▸ **PROBLEM**: Scan the data below and pick out the lines containing the word "body".

▸ **DATA SHOWN**:
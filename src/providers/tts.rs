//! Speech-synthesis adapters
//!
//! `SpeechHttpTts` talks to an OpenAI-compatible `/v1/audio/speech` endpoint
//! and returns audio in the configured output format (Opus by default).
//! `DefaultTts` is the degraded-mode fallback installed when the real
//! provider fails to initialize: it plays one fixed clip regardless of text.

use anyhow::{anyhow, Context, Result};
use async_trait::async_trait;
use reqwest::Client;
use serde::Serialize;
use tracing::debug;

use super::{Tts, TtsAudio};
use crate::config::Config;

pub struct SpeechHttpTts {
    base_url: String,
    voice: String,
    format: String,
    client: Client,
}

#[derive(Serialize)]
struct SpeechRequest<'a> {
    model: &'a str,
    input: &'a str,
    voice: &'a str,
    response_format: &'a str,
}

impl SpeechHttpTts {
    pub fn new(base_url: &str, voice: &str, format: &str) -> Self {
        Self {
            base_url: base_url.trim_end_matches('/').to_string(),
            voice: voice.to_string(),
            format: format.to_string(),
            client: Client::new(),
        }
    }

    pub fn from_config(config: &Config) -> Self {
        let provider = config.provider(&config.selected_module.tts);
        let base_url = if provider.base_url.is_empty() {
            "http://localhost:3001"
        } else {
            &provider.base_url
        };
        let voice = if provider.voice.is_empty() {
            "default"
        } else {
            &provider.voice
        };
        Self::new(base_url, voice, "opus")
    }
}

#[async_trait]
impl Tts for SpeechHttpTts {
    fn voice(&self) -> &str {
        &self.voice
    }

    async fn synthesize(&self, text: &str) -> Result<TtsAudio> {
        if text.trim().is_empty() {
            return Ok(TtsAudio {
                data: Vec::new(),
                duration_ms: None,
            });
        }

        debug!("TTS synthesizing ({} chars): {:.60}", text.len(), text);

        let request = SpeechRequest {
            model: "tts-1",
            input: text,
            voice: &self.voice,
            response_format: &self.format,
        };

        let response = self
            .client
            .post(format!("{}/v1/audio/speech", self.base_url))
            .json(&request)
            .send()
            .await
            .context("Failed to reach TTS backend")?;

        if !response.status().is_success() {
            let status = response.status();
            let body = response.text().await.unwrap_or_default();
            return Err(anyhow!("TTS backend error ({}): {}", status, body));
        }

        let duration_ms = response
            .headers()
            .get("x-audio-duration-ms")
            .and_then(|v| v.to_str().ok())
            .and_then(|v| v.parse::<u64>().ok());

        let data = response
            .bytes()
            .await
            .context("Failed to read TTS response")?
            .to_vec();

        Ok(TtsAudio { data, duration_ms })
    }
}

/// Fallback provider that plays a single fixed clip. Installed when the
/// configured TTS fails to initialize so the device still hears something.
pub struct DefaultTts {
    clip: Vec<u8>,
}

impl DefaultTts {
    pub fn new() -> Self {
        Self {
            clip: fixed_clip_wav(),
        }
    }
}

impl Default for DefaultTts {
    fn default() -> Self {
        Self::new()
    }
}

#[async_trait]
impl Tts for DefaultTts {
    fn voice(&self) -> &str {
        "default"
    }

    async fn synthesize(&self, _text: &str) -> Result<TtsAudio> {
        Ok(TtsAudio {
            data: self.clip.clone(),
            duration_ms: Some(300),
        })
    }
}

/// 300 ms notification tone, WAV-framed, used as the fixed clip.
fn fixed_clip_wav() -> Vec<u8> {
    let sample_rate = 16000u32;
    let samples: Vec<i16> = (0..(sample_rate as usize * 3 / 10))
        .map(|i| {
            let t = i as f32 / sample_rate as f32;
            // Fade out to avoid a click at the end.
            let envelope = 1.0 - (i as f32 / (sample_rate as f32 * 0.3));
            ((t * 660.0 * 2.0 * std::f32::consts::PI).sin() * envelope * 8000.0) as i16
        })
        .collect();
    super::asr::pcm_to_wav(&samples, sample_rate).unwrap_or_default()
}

▸ **REPLY**:
            let body = response.text().await.unwrap_or_default();
            return Err(anyhow!("TTS backend error ({}): {}", status, body));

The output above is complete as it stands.